Just a very short note, as I'm about to go 600 miles up the road to
pick up the last two bins and my wife, to return to the boat,
permanently...

wrote:
Wayne, just want to be clear how you are doing this. Is the unit kept
inside and you run a cable outside with the antenna on the end? Or is
the whole unit mounted outside? If the former, any indications on
signal loss per cable length?

Is there a way to feed this into a router? Would like to be able to use
my Vonage phone service and also feed other computers in my boat.


This is exactly the scenario I've been working on for over a year. I
can't take the time right now to elaborate, but I believe it can be
done - I just don't know exactly how at this moment.

I had a very brief period of success before my IP conflict dragon's
brother (I killed the original) came out and ate my connection.

Pop over to alt.internet.wireless for the ongoing discussions of my
travails, and you can also follow me on SSCA.org's forum.

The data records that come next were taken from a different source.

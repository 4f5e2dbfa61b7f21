mod upper_open;

use uom::si::{f64::Ratio, ratio::ratio};

pub use upper_open::UnitIntervalUpperOpen;

/// Supplies 0 and 1 for types used with unit-interval constraints.
///
/// Implement this trait for your type `T` if you want to use it with
/// `Constrained<T, UnitIntervalUpperOpen>`.
/// Implementations should ensure that `zero() ≤ one()` under the type's
/// `PartialOrd` so the interval is well-formed.
pub trait UnitBounds: PartialOrd {
    fn zero() -> Self;
    fn one() -> Self;
}

impl UnitBounds for f64 {
    fn zero() -> Self {
        0.0
    }
    fn one() -> Self {
        1.0
    }
}

impl UnitBounds for Ratio {
    fn zero() -> Self {
        Ratio::new::<ratio>(0.0)
    }
    fn one() -> Self {
        Ratio::new::<ratio>(1.0)
    }
}
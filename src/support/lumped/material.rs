use std::fmt;

use thiserror::Error;
use uom::si::{
    area::square_meter,
    f64::{Area, HeatTransfer, MassDensity, SpecificHeatCapacity, ThermalConductivity, Volume},
    heat_transfer::watt_per_square_meter_kelvin,
    mass_density::kilogram_per_cubic_meter,
    specific_heat_capacity::joule_per_kilogram_kelvin,
    thermal_conductivity::watt_per_meter_kelvin,
    volume::cubic_meter,
};

use crate::support::constraint::{Constrained, ConstraintError, Significant, SiValue};

/// A homogeneous body treated as a single lumped thermal node.
///
/// Every property is checked at construction to be finite and at least
/// [`PHYSICAL_EPSILON`](crate::support::constraint::PHYSICAL_EPSILON) in SI
/// base units. There are no setters: a `Material` that exists is valid, and
/// the only way to change a property is to build a new one.
///
/// All physics lives in free functions
/// (see [`functional`](super::functional)), not on this type.
///
/// # Example
///
/// ```
/// use thermal_mass_models::support::lumped::{Material, MaterialField};
///
/// let concrete = Material::from_si(10.0, 2.0, 8.0, 1.4, 2300.0, 880.0).unwrap();
/// assert_eq!(concrete.area().value, 10.0);
///
/// let err = Material::from_si(0.0, 2.0, 8.0, 1.4, 2300.0, 880.0).unwrap_err();
/// assert_eq!(err.field, MaterialField::Area);
/// ```
#[derive(Debug, Clone, Copy, PartialEq)]
pub struct Material {
    area: Constrained<Area, Significant>,
    volume: Constrained<Volume, Significant>,
    convective_coefficient: Constrained<HeatTransfer, Significant>,
    conductivity: Constrained<ThermalConductivity, Significant>,
    density: Constrained<MassDensity, Significant>,
    specific_heat: Constrained<SpecificHeatCapacity, Significant>,
}

impl Material {
    /// Validates and captures the properties of a lumped body.
    ///
    /// Fields are checked in argument order and the first failure is reported.
    ///
    /// # Errors
    ///
    /// Returns a [`ValidationError`] naming the offending field if any value
    /// is not finite or falls below the physical epsilon.
    pub fn new(
        area: Area,
        volume: Volume,
        convective_coefficient: HeatTransfer,
        conductivity: ThermalConductivity,
        density: MassDensity,
        specific_heat: SpecificHeatCapacity,
    ) -> Result<Self, ValidationError> {
        Ok(Self {
            area: validate(MaterialField::Area, area)?,
            volume: validate(MaterialField::Volume, volume)?,
            convective_coefficient: validate(
                MaterialField::ConvectiveCoefficient,
                convective_coefficient,
            )?,
            conductivity: validate(MaterialField::Conductivity, conductivity)?,
            density: validate(MaterialField::Density, density)?,
            specific_heat: validate(MaterialField::SpecificHeat, specific_heat)?,
        })
    }

    /// Builds a `Material` from raw SI values.
    ///
    /// Arguments are, in order: area [m²], volume [m³], convective coefficient
    /// [W/m²·K], conductivity [W/m·K], density [kg/m³], and specific heat
    /// [J/kg·K].
    ///
    /// # Errors
    ///
    /// Returns a [`ValidationError`] as for [`Material::new`].
    pub fn from_si(
        area: f64,
        volume: f64,
        convective_coefficient: f64,
        conductivity: f64,
        density: f64,
        specific_heat: f64,
    ) -> Result<Self, ValidationError> {
        Self::new(
            Area::new::<square_meter>(area),
            Volume::new::<cubic_meter>(volume),
            HeatTransfer::new::<watt_per_square_meter_kelvin>(convective_coefficient),
            ThermalConductivity::new::<watt_per_meter_kelvin>(conductivity),
            MassDensity::new::<kilogram_per_cubic_meter>(density),
            SpecificHeatCapacity::new::<joule_per_kilogram_kelvin>(specific_heat),
        )
    }

    /// Exposed surface area.
    #[must_use]
    pub fn area(&self) -> Area {
        *self.area.as_ref()
    }

    /// Body volume.
    #[must_use]
    pub fn volume(&self) -> Volume {
        *self.volume.as_ref()
    }

    /// Surface film coefficient (`hc`).
    #[must_use]
    pub fn convective_coefficient(&self) -> HeatTransfer {
        *self.convective_coefficient.as_ref()
    }

    /// Bulk thermal conductivity (`k`).
    #[must_use]
    pub fn conductivity(&self) -> ThermalConductivity {
        *self.conductivity.as_ref()
    }

    /// Density (`rho`).
    #[must_use]
    pub fn density(&self) -> MassDensity {
        *self.density.as_ref()
    }

    /// Specific heat capacity at constant pressure (`cp`).
    #[must_use]
    pub fn specific_heat(&self) -> SpecificHeatCapacity {
        *self.specific_heat.as_ref()
    }
}

fn validate<T: SiValue>(
    field: MaterialField,
    value: T,
) -> Result<Constrained<T, Significant>, ValidationError> {
    Significant::new(value).map_err(|source| ValidationError { field, source })
}

/// Identifies one of the six properties of a [`Material`].
#[derive(Debug, Clone, Copy, PartialEq, Eq, Hash)]
pub enum MaterialField {
    Area,
    Volume,
    ConvectiveCoefficient,
    Conductivity,
    Density,
    SpecificHeat,
}

impl fmt::Display for MaterialField {
    fn fmt(&self, f: &mut fmt::Formatter<'_>) -> fmt::Result {
        f.write_str(match self {
            Self::Area => "area",
            Self::Volume => "volume",
            Self::ConvectiveCoefficient => "convective coefficient",
            Self::Conductivity => "conductivity",
            Self::Density => "density",
            Self::SpecificHeat => "specific heat",
        })
    }
}

/// A [`Material`] property failed validation.
#[derive(Debug, Clone, Copy, PartialEq, Eq, Error)]
#[error("invalid material {field}")]
pub struct ValidationError {
    /// The property that was rejected.
    pub field: MaterialField,

    /// Why the value was rejected.
    #[source]
    pub source: ConstraintError,
}
//! Dimensionless coefficients of a lumped node from raw physical parameters.
//!
//! These functions do not need a [`Material`](super::Material). Each input is
//! checked independently, so a failure names the argument that caused it.
//!
//! Raw physical properties must be [`Significant`]. Derived inputs (a
//! characteristic length, a diffusivity, a time constant) only need to be
//! finite and strictly positive, since a valid body can produce values below
//! the physical epsilon. Results are never checked against the epsilon.

use thiserror::Error;
use uom::si::{
    area::square_meter,
    f64::{
        Area, HeatTransfer, Length, MassDensity, SpecificHeatCapacity, ThermalConductivity, Time,
        Volume,
    },
    heat_transfer::watt_per_square_meter_kelvin,
    length::meter,
    mass_density::kilogram_per_cubic_meter,
    specific_heat_capacity::joule_per_kilogram_kelvin,
    thermal_conductivity::watt_per_meter_kelvin,
    time::second,
    volume::cubic_meter,
};

use crate::support::{
    constraint::{ConstraintError, Finite, Significant, SiValue, StrictlyPositive},
    units::ThermalDiffusivity,
};

use super::{BiotNumber, FourierNumber};

/// An argument to a coefficient or diagnostic function is outside its
/// physical domain.
#[derive(Debug, Clone, Copy, PartialEq, Eq, Error)]
#[error("{argument} is outside the physical domain")]
pub struct DomainError {
    /// Name of the rejected argument (or derived result).
    pub argument: &'static str,

    /// Why the value was rejected.
    #[source]
    pub source: ConstraintError,
}

impl DomainError {
    pub(crate) fn new(argument: &'static str, source: ConstraintError) -> Self {
        Self { argument, source }
    }
}

/// Checks that `value` is significant and returns it.
pub(crate) fn significant<T: SiValue>(argument: &'static str, value: T) -> Result<T, DomainError> {
    Significant::new(value)
        .map(|v| v.into_inner())
        .map_err(|source| DomainError::new(argument, source))
}

/// Checks that `value` is finite and returns it.
pub(crate) fn finite<T: SiValue>(argument: &'static str, value: T) -> Result<T, DomainError> {
    Finite::new(value)
        .map(|v| v.into_inner())
        .map_err(|source| DomainError::new(argument, source))
}

/// Checks that a derived `value` is finite and strictly positive and returns it.
pub(crate) fn positive<T>(argument: &'static str, value: T) -> Result<T, DomainError>
where
    T: SiValue + PartialOrd + num_traits::Zero,
{
    let value = finite(argument, value)?;
    StrictlyPositive::new(value)
        .map(|v| v.into_inner())
        .map_err(|source| DomainError::new(argument, source))
}

/// Characteristic length `Lc = V / A`.
///
/// The quotient may fall below the physical epsilon for a thin body.
///
/// # Errors
///
/// Returns a [`DomainError`] if either input is not significant.
pub fn characteristic_length(volume: Volume, area: Area) -> Result<Length, DomainError> {
    let volume = significant("volume", volume)?.get::<cubic_meter>();
    let area = significant("area", area)?.get::<square_meter>();

    Ok(Length::new::<meter>(volume / area))
}

/// Thermal diffusivity `alpha = k / (rho * cp)`.
///
/// # Errors
///
/// Returns a [`DomainError`] if any input is at or below the physical epsilon,
/// i.e. the body is non-conducting or massless.
///
/// # Example
///
/// ```
/// use thermal_mass_models::support::lumped::diffusivity;
/// use uom::si::{
///     f64::{MassDensity, SpecificHeatCapacity, ThermalConductivity},
///     mass_density::kilogram_per_cubic_meter,
///     specific_heat_capacity::joule_per_kilogram_kelvin,
///     thermal_conductivity::watt_per_meter_kelvin,
/// };
///
/// let rho = MassDensity::new::<kilogram_per_cubic_meter>(8500.0);
/// let cp = SpecificHeatCapacity::new::<joule_per_kilogram_kelvin>(320.0);
///
/// let k = ThermalConductivity::new::<watt_per_meter_kelvin>(35.0);
/// assert!(diffusivity(k, rho, cp).is_ok());
///
/// let k = ThermalConductivity::new::<watt_per_meter_kelvin>(0.0);
/// assert_eq!(diffusivity(k, rho, cp).unwrap_err().argument, "conductivity");
/// ```
pub fn diffusivity(
    conductivity: ThermalConductivity,
    density: MassDensity,
    specific_heat: SpecificHeatCapacity,
) -> Result<ThermalDiffusivity, DomainError> {
    let k = significant("conductivity", conductivity)?;
    let rho = significant("density", density)?;
    let cp = significant("specific heat", specific_heat)?;

    Ok(k / (rho * cp))
}

/// Biot number `Bi = hc * Lc / k`.
///
/// No upper bound is enforced. Use [`BiotNumber::is_lumped`] or the solver's
/// assumption check to judge validity.
///
/// # Errors
///
/// Returns a [`DomainError`] if a property is not significant or the
/// characteristic length is not strictly positive.
pub fn biot_number(
    convective_coefficient: HeatTransfer,
    characteristic_length: Length,
    conductivity: ThermalConductivity,
) -> Result<BiotNumber, DomainError> {
    let hc = significant("convective coefficient", convective_coefficient)?
        .get::<watt_per_square_meter_kelvin>();
    let lc = positive("characteristic length", characteristic_length)?.get::<meter>();
    let k = significant("conductivity", conductivity)?.get::<watt_per_meter_kelvin>();

    BiotNumber::new(hc * lc / k).map_err(|source| DomainError::new("biot number", source))
}

/// Fourier number `Fo = alpha * t / Lc²`.
///
/// `t = 0` yields `Fo = 0` exactly. Negative times are accepted and yield a
/// negative Fourier number.
///
/// # Errors
///
/// Returns a [`DomainError`] if `alpha` or `Lc` is not strictly positive, or
/// if the time is not finite.
pub fn fourier_number(
    diffusivity: ThermalDiffusivity,
    characteristic_length: Length,
    time: Time,
) -> Result<FourierNumber, DomainError> {
    let alpha = positive("diffusivity", diffusivity)?.value;
    let lc = positive("characteristic length", characteristic_length)?.get::<meter>();
    let t = finite("time", time)?.get::<second>();

    FourierNumber::new(alpha * t / (lc * lc))
        .map_err(|source| DomainError::new("fourier number", source))
}

/// Fourier numbers for an ordered series of times.
///
/// The output has the same length and order as `times`.
///
/// # Errors
///
/// Returns the first [`DomainError`] encountered; no partial result is produced.
pub fn fourier_numbers(
    diffusivity: ThermalDiffusivity,
    characteristic_length: Length,
    times: &[Time],
) -> Result<Vec<FourierNumber>, DomainError> {
    times
        .iter()
        .map(|&t| fourier_number(diffusivity, characteristic_length, t))
        .collect()
}

/// Time constant `beta = rho * V * cp / (hc * A)`.
///
/// This is the e-folding time of the lumped response, so that
/// `Bi * Fo(t) = t / beta`.
///
/// # Errors
///
/// Returns a [`DomainError`] if any input is not significant.
pub fn time_constant(
    density: MassDensity,
    volume: Volume,
    specific_heat: SpecificHeatCapacity,
    convective_coefficient: HeatTransfer,
    area: Area,
) -> Result<Time, DomainError> {
    let rho = significant("density", density)?.get::<kilogram_per_cubic_meter>();
    let v = significant("volume", volume)?.get::<cubic_meter>();
    let cp = significant("specific heat", specific_heat)?.get::<joule_per_kilogram_kelvin>();
    let hc = significant("convective coefficient", convective_coefficient)?
        .get::<watt_per_square_meter_kelvin>();
    let a = significant("area", area)?.get::<square_meter>();

    Ok(Time::new::<second>(rho * v * cp / (hc * a)))
}
//! Thermal mass models.
//!
//! - [`LumpedNode`]: transient temperature of a body in constant surroundings.
//! - [`VentilatedMass`]: time-scale diagnostics for mass in a ventilated space.

mod lumped_node;
mod ventilated_mass;

pub use lumped_node::{LumpedNode, LumpedNodeError, LumpedNodeOutput};
pub use ventilated_mass::{
    InteriorAir, StackVent, TimeScales, VentilatedMass, VentilationState,
};
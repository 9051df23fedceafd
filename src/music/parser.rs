//! Notation parser.
//!
//! A score is a whitespace-separated token stream:
//!
//! - `8(` ... `)` sets the active length to `4 / 8` quarter notes until the
//!   closing `)`, after which it falls back to one quarter note
//! - `.` is a rest of the active length
//! - `-` extends the previous chord by the active length
//! - anything else is a chord token: `C/E/G` or `CEG`, each piece a pitch
//!
//! ```
//! use notecraft::music::parse_chords;
//!
//! let chords = parse_chords("4( C E G ) 1( . ) C").unwrap();
//! let lengths: Vec<f64> = chords.iter().map(|c| c.length()).collect();
//! assert_eq!(lengths, vec![1.0, 1.0, 1.0, 4.0, 1.0]);
//! ```

use super::chord::Chord;
use super::pitch::{is_base_pitch, Pitch};
use super::{DEFAULT_LENGTH, WHOLE_LENGTH};

use crate::error::{Error, Result};

pub const REST: &str = ".";
pub const EXTEND: &str = "-";
pub const CLOSE_DURATION: &str = ")";

/// Splits a chord token into pitch tokens.
///
/// A token containing `/` is split on it. Otherwise a new pitch starts at
/// every uppercase letter `A`-`G` after the first character, so `B_1` stays
/// one pitch and `CEG` becomes three.
pub fn tokenize_chord(token: &str) -> Vec<&str> {
    if token.contains('/') {
        return token.split('/').filter(|s| !s.is_empty()).collect();
    }

    let mut pieces = Vec::new();
    let mut start = 0;
    for (i, c) in token.char_indices().skip(1) {
        if is_base_pitch(c) {
            pieces.push(&token[start..i]);
            start = i;
        }
    }
    if start < token.len() {
        pieces.push(&token[start..]);
    }
    pieces
}

/// Parses a chord token such as `C/E/G` or `B_1DF` into pitches.
///
/// A token made only of `/` holds no pitch and is rejected with
/// [`Error::EmptyPitchConversion`] rather than read as a rest.
pub fn parse_pitches(token: &str) -> Result<Vec<Pitch>> {
    let pieces = tokenize_chord(token);
    if pieces.is_empty() {
        return Err(Error::EmptyPitchConversion);
    }
    pieces.into_iter().map(str::parse::<Pitch>).collect()
}

/// Reads the subdivision of a `<digits>(` token.
fn parse_subdivision(token: &str) -> Result<f64> {
    let digits = &token[..token.len() - 1];
    if digits.is_empty() || !digits.bytes().all(|b| b.is_ascii_digit()) {
        return Err(Error::malformed(token, "duration must be digits followed by '('"));
    }
    let subdivision: u32 = digits
        .parse()
        .map_err(|_| Error::malformed(token, "subdivision out of range"))?;
    if subdivision == 0 {
        return Err(Error::malformed(token, "subdivision must be non-zero"));
    }
    Ok(WHOLE_LENGTH / subdivision as f64)
}

/// Parses a notation string into chords, in written order.
///
/// # Errors
///
/// - [`Error::MalformedToken`] for bad pitch or duration tokens
/// - [`Error::EmptyPitchConversion`] for an empty pitch piece
/// - [`Error::DanglingExtend`] for a `-` before the first chord
pub fn parse_chords(input: &str) -> Result<Vec<Chord>> {
    let mut chords: Vec<Chord> = Vec::new();
    let mut active = DEFAULT_LENGTH;
    let mut count = 0;

    for (position, token) in input.split_whitespace().enumerate() {
        count += 1;
        if token.ends_with('(') {
            active = parse_subdivision(token)?;
        } else if token == CLOSE_DURATION {
            active = DEFAULT_LENGTH;
        } else if token == EXTEND {
            let prev = chords
                .last_mut()
                .ok_or(Error::DanglingExtend { position })?;
            prev.set_length(prev.length() + active);
        } else if token == REST {
            chords.push(Chord::rest(active));
        } else {
            chords.push(Chord::new(parse_pitches(token)?, active));
        }
    }

    tracing::debug!("parsed {} tokens into {} chords", count, chords.len());
    Ok(chords)
}

#[cfg(test)]
mod tests {
    use super::*;

    fn ints(chord: &Chord) -> Vec<i64> {
        chord.pitches().iter().map(Pitch::value).collect()
    }

    #[test]
    fn test_tokenize_chord() {
        assert_eq!(tokenize_chord("CEG"), vec!["C", "E", "G"]);
        assert_eq!(tokenize_chord("C/E/G"), vec!["C", "E", "G"]);
        assert_eq!(tokenize_chord("B_1D#F"), vec!["B_1", "D#", "F"]);
        assert_eq!(tokenize_chord("Bb^1"), vec!["Bb^1"]);
        assert_eq!(tokenize_chord("A/A^1"), vec!["A", "A^1"]);
        assert_eq!(tokenize_chord("C//E"), vec!["C", "E"]);
    }

    #[test]
    fn test_duration_groups() {
        let chords = parse_chords("4( CEG ) 1( . ) C").unwrap();
        let lengths: Vec<f64> = chords.iter().map(Chord::length).collect();
        assert_eq!(lengths, vec![1.0, 4.0, 1.0]);
        assert_eq!(ints(&chords[0]), vec![0, 4, 7]);
        assert!(chords[1].is_rest());
        assert_eq!(ints(&chords[2]), vec![0]);
    }

    #[test]
    fn test_separate_tokens_are_separate_chords() {
        let chords = parse_chords("4( C E G ) 1( . ) C").unwrap();
        assert_eq!(chords.len(), 5);
        assert!(chords[..3].iter().all(Chord::is_note));
        assert_eq!(chords[3].length(), 4.0);
        assert_eq!(chords[4].length(), 1.0);
    }

    #[test]
    fn test_subdivisions() {
        let chords = parse_chords("8( C ) 16( D ) 2( E ) 3( F )").unwrap();
        assert_eq!(chords[0].length(), 0.5);
        assert_eq!(chords[1].length(), 0.25);
        assert_eq!(chords[2].length(), 2.0);
        assert!((chords[3].length() - 4.0 / 3.0).abs() < 1e-12);
    }

    #[test]
    fn test_extend() {
        let chords = parse_chords("C - -").unwrap();
        assert_eq!(chords.len(), 1);
        assert_eq!(ints(&chords[0]), vec![0]);
        assert_eq!(chords[0].length(), 3.0);
    }

    #[test]
    fn test_extend_uses_active_length() {
        let chords = parse_chords("8( E/G/B - - ) -").unwrap();
        assert_eq!(chords.len(), 1);
        assert_eq!(chords[0].length(), 0.5 * 3.0 + 1.0);

        let chords = parse_chords("C . - D").unwrap();
        assert_eq!(chords.len(), 3);
        assert!(chords[1].is_rest());
        assert_eq!(chords[1].length(), 2.0);
    }

    #[test]
    fn test_dangling_extend() {
        assert!(matches!(
            parse_chords("- C"),
            Err(Error::DanglingExtend { position: 0 })
        ));
        assert!(matches!(
            parse_chords("4( - )"),
            Err(Error::DanglingExtend { position: 1 })
        ));
    }

    #[test]
    fn test_malformed_tokens() {
        assert!(matches!(parse_chords("C H"), Err(Error::MalformedToken { .. })));
        assert!(matches!(parse_chords("0( C )"), Err(Error::MalformedToken { .. })));
        assert!(matches!(parse_chords("x( C )"), Err(Error::MalformedToken { .. })));
        assert!(matches!(parse_chords("( C )"), Err(Error::MalformedToken { .. })));
        assert!(matches!(parse_chords("4(C )"), Err(Error::MalformedToken { .. })));
    }

    #[test]
    fn test_slash_only_token_is_not_a_rest() {
        for input in ["C /", "C //", "/ C"] {
            assert!(matches!(
                parse_chords(input),
                Err(Error::EmptyPitchConversion)
            ));
        }
        assert!(matches!(parse_pitches(""), Err(Error::EmptyPitchConversion)));
    }

    #[test]
    fn test_out_of_range_octave_is_malformed() {
        assert!(matches!(
            parse_chords("C^999999999"),
            Err(Error::MalformedToken { .. })
        ));
        assert!(matches!(
            parse_chords("C E/G_4294967296"),
            Err(Error::MalformedToken { .. })
        ));
    }

    #[test]
    fn test_empty_input() {
        assert!(parse_chords("").unwrap().is_empty());
        assert!(parse_chords("   ").unwrap().is_empty());
        assert!(parse_chords("4( )").unwrap().is_empty());
    }

    #[test]
    fn test_octave_markers_in_chords() {
        let chords = parse_chords("CEG - B_1/D/G -").unwrap();
        assert_eq!(chords.len(), 2);
        assert_eq!(ints(&chords[1]), vec![-1, 2, 7]);
        assert_eq!(chords[1].length(), 2.0);
    }
}
//! Musical model: pitches, scales, chords and tracks, plus the notation
//! parser that produces them.
//!
//! Lengths are measured in quarter notes and pitches in semitones, with `0`
//! being C in octave 0. The octave offset of a [`Track`] is applied only when
//! the track is turned into MIDI events.

mod chord;
mod parser;
mod pitch;
mod scale;
mod track;

pub use chord::Chord;
pub use parser::{parse_chords, parse_pitches, tokenize_chord, EXTEND, REST};
pub use pitch::{accidental_delta, is_base_pitch, BasePitch, Pitch, PitchMap, MAX_OCTAVE};
pub use scale::{Scale, HARMONIC_MINOR, MAJOR, MINOR, NATURAL_MINOR};
pub use track::{Track, DEFAULT_OCTAVE, DEFAULT_VELOCITY};

/// Semitones per octave.
pub const OCTAVE_WIDTH: i32 = 12;

pub const WHOLE_LENGTH: f64 = 4.0;
pub const HALF_LENGTH: f64 = 2.0;
pub const QUARTER_LENGTH: f64 = 1.0;
pub const EIGHTH_LENGTH: f64 = 0.5;
pub const SIXTEENTH_LENGTH: f64 = 0.25;

/// Length used outside any `N(` group.
pub const DEFAULT_LENGTH: f64 = QUARTER_LENGTH;

/// Looks up the interval pattern for a mode name.
///
/// Accepts `major`, `minor`, `harmonic_minor` and `natural_minor`
/// (case-insensitive, `-` or `_` as separator).
pub fn mode_intervals(name: &str) -> Option<&'static [i32]> {
    match name.to_ascii_lowercase().replace('-', "_").as_str() {
        "major" => Some(&MAJOR),
        "minor" => Some(&MINOR),
        "harmonic_minor" => Some(&HARMONIC_MINOR),
        "natural_minor" => Some(&NATURAL_MINOR),
        _ => None,
    }
}
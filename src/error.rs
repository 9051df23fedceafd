//! Error types shared by the notation, music model and MIDI layers.

use thiserror::Error;

/// Everything that can go wrong between a notation string and a written file.
#[derive(Debug, Error)]
pub enum Error {
    /// A pitch, chord or duration token that cannot be parsed.
    #[error("malformed token {token:?}: {reason}")]
    MalformedToken { token: String, reason: String },

    #[error("cannot convert an empty string to a pitch")]
    EmptyPitchConversion,

    /// An extend token (`-`) with no chord before it.
    #[error("extend token at position {position} has no preceding chord")]
    DanglingExtend { position: usize },

    #[error("scales have different sizes ({source_size} vs {dest_size})")]
    ScaleSizeMismatch { source_size: usize, dest_size: usize },

    #[error("scale has no degrees")]
    EmptyScale,

    /// Pitch or scale arithmetic that leaves the `i32` semitone range.
    #[error("pitch arithmetic overflowed the semitone range")]
    PitchOverflow,

    #[error("invalid repeat factor {0}, must be >= 0")]
    InvalidRepeatFactor(i32),

    /// A computed MIDI data byte that does not fit in 0..=255.
    #[error("{what} value {value} does not fit in a byte")]
    ByteRangeOverflow { what: &'static str, value: i64 },

    #[error("chord length {0} cannot be emitted")]
    InvalidDuration(f64),

    #[error("tick position overflowed")]
    TickOverflow,

    #[error("invalid tempo {0} bpm")]
    InvalidTempo(u32),

    /// Rejected by the notation pre-filter.
    #[error("invalid notation at byte {position}: {reason}")]
    InvalidNotation { position: usize, reason: &'static str },

    #[error("IO error: {0}")]
    Io(#[from] std::io::Error),

    #[error("JSON error: {0}")]
    Json(#[from] serde_json::Error),

    #[error("binary encoding error: {0}")]
    Bincode(#[from] bincode::Error),

    #[error("MIDI parse error: {0}")]
    SmfParse(String),
}

impl Error {
    pub(crate) fn malformed(token: &str, reason: impl Into<String>) -> Self {
        Error::MalformedToken {
            token: token.to_string(),
            reason: reason.into(),
        }
    }
}

pub type Result<T> = std::result::Result<T, Error>;
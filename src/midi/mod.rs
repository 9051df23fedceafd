//! MIDI output: event emission, Standard MIDI File framing and inspection.
//!
//! The pipeline is `Song` → [`emit`] → sorted [`TimedEvent`]s →
//! [`EventSink`] (normally an [`SmfWriter`]) → bytes.

mod emit;
mod smf_export;
mod smf_inspect;
mod song;

pub use emit::{emit, MidiEvent, TimedEvent};
pub use smf_export::{write_vlq, EventSink, SmfWriter};
pub use smf_inspect::{read_events, read_file, Inspection};
pub use song::Song;

/// Standard MIDI note names for display purposes.
pub const NOTE_NAMES: [&str; 12] = [
    "C", "C#", "D", "D#", "E", "F", "F#", "G", "G#", "A", "A#", "B",
];

/// Ticks per quarter note used unless a song asks for another resolution.
pub const DEFAULT_TICKS_PER_QUARTER: u16 = 120;

/// Default tempo in beats per minute.
pub const DEFAULT_TEMPO: u32 = 120;

pub const META_MSG: u8 = 0xFF;
pub const TEMPO_CHANGE: u8 = 0x51;
pub const END_OF_TRACK: u8 = 0x2F;
pub const NOTE_ON: u8 = 0x90;
pub const NOTE_OFF: u8 = 0x80;

/// Largest value a tempo meta event can hold (24 bits).
pub const MAX_TEMPO_MICROS: u32 = 0x00FF_FFFF;

/// Converts a MIDI note number to a name with octave, e.g. `60` to `"C4"`.
pub fn note_to_name(note: u8) -> String {
    let octave = (note / 12) as i8 - 1; // MIDI octave convention
    let note_index = (note % 12) as usize;
    format!("{}{}", NOTE_NAMES[note_index], octave)
}

/// Microseconds per quarter note for a tempo, rounded to nearest.
///
/// # Returns
///
/// `None` for a zero tempo or one too slow to fit in 24 bits.
pub fn bpm_to_micros(bpm: u32) -> Option<u32> {
    if bpm == 0 {
        return None;
    }
    let micros = (60_000_000.0 / bpm as f64).round() as u32;
    (micros <= MAX_TEMPO_MICROS).then_some(micros)
}

#[cfg(test)]
mod tests {
    use super::*;

    #[test]
    fn test_note_to_name() {
        assert_eq!(note_to_name(60), "C4");
        assert_eq!(note_to_name(69), "A4");
        assert_eq!(note_to_name(0), "C-1");
        assert_eq!(note_to_name(127), "G9");
    }

    #[test]
    fn test_bpm_to_micros() {
        assert_eq!(bpm_to_micros(120), Some(500_000));
        assert_eq!(bpm_to_micros(80), Some(750_000));
        assert_eq!(bpm_to_micros(7), Some(8_571_429));
        assert_eq!(bpm_to_micros(3), None);
        assert_eq!(bpm_to_micros(0), None);
    }
}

As it is I am using a USB adapter on an active cable extension, and
it's mounted under the dodger, but that's only useful in static
conditions. I use it for Skype, Vonage (my softphone in the laptop,
this note, email and researching on the web for all the stuff I have
still to buy before we can leave.

NOT wireless - USB cable - and not feeding a vonage adapter box or
other computers - but it can be done...

L8R

Skip

Morgan 461 #2
SV Flying Pig KI4MPC
See our galleries at
http://justpickone.org/skip/gallery/

"Believe me, my young friend, there is *nothing*-absolutely
nothing-half so much worth doing as simply messing,
messing-about-in-boats; messing about in boats-or *with* boats.
In or out of 'em, it doesn't matter. Nothing seems really to matter,
that's the charm of it.
Whether you get away, or whether you don't; whether you arrive at your
destination or whether you reach somewhere else, or whether you never
get anywhere at all, you're always busy, and you never do anything in
particular; and when you've done it there's always something else to
do, and you can do it if you like, but you'd much better not."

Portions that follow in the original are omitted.